The hidden dark side of BYOD
BYOD (bring your own device) begins as a way to empower employees to choose the laptops, tablets, and smartphones they prefer, but it quickly devolves into yet another chore for everyone. Not only must people perform their usual work duties, but they must now install updates and new software, bear greater responsibility for troubleshooting and repairing their devices, and shop for a new hardware every year or so. This isn't so bad for programmers who know how to care for software, but it's a nightmare for anyone around the office who's not tech-savvy and has better things to do.
BYOD also introduces significant incompatibilities across the IT fleet in that few employees will install the same software in the same way, let alone on the same hardware models. If Chris's Mac breaks, Chris won't want to borrow Pat's PC. And Pat will definitely not want to loan her laptop to Chris, especially if the company doesn't subsidize its BYOD policy. Pat may be a team player, but she isn't anyone's fool. What if Chris clicks on the wrong link and gives Pat a virus? The only thing worse than the rigid fascism of some IT shops is the absolute chaos of stepping blindly into BYOD.
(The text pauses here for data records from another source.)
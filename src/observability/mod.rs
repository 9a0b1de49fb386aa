//! Tracing, metrics and health reporting.

pub mod health;
pub mod metrics;

pub use health::HealthSnapshot;
pub use metrics::install_metrics_recorder;

/// Initialises the global tracing subscriber from `RUST_LOG`, defaulting
/// to info-level output for the crate itself.
pub fn init_tracing() {
    use tracing_subscriber::{fmt, EnvFilter};

    let filter = EnvFilter::try_from_default_env()
        .unwrap_or_else(|_| EnvFilter::new("info,crewdeck=debug"));

    fmt().with_env_filter(filter).with_target(true).init();
}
The hidden dark side of crowdfunding
There's a building in Washington filled with thousands of attorneys who together call themselves the Securities Exchange Commission. That agency was built over decades because fast-talking, glad-handing peddlers of big dreams are always trying to sell a "piece of the action" to the public without delivering. Stockbrokers were the original crowdfunding hucksters, and the SEC has been trying to corral them ever since.
While everyone wants to believe it's different this time, there's no reason why crowdfunding sites won't experience the same kind of shady dealings, miscalculations, and outright fraud that has marred Wall Street.
The smart people are treating their investments in the cool gadgets as Lotto tickets that may or may not pay off. They're not spending money they can't lose.
The hidden dark side of tablets as PC replacements
Some folks just love to waltz into a conference room with a tablet and rave to any poor sucker with a laptop about how much they can accomplish with their new device. No more need for a desktop or even a laptop, they say, stabbing their fingers at the glass. This may be true if the only thing they do for work is browse the Web and generate short, semi-grammatical responses to emails.
Real writing demands a keyboard, and by the time you add a functional one to a tablet, it weighs about as much as a laptop. Real drawing requires the precision of a mouse and not some fat finger moving across a glass covered with a thin veneer of grease leftover from lunch.
Bigger problems lie deeper. The operating systems are often limited and the tablet companies keep the tablet operating systems as locked down as they can. Custom apps aren't easy to distribute, and they're harder to develop. Open source software is rare -- partially because you're not supposed to do anything but download apps from the official store. Things are more open in the world of Android tablets, but that openness seems to help only the programmers who have the tools and wherewithal to root around beneath the veneer. In the tablet paradigm, the average person isn't supposed to understand files or how to do anything but push big buttons with fat fingers. Just be happy on the plantation built by the big corporations. Don't touch anything under the hood.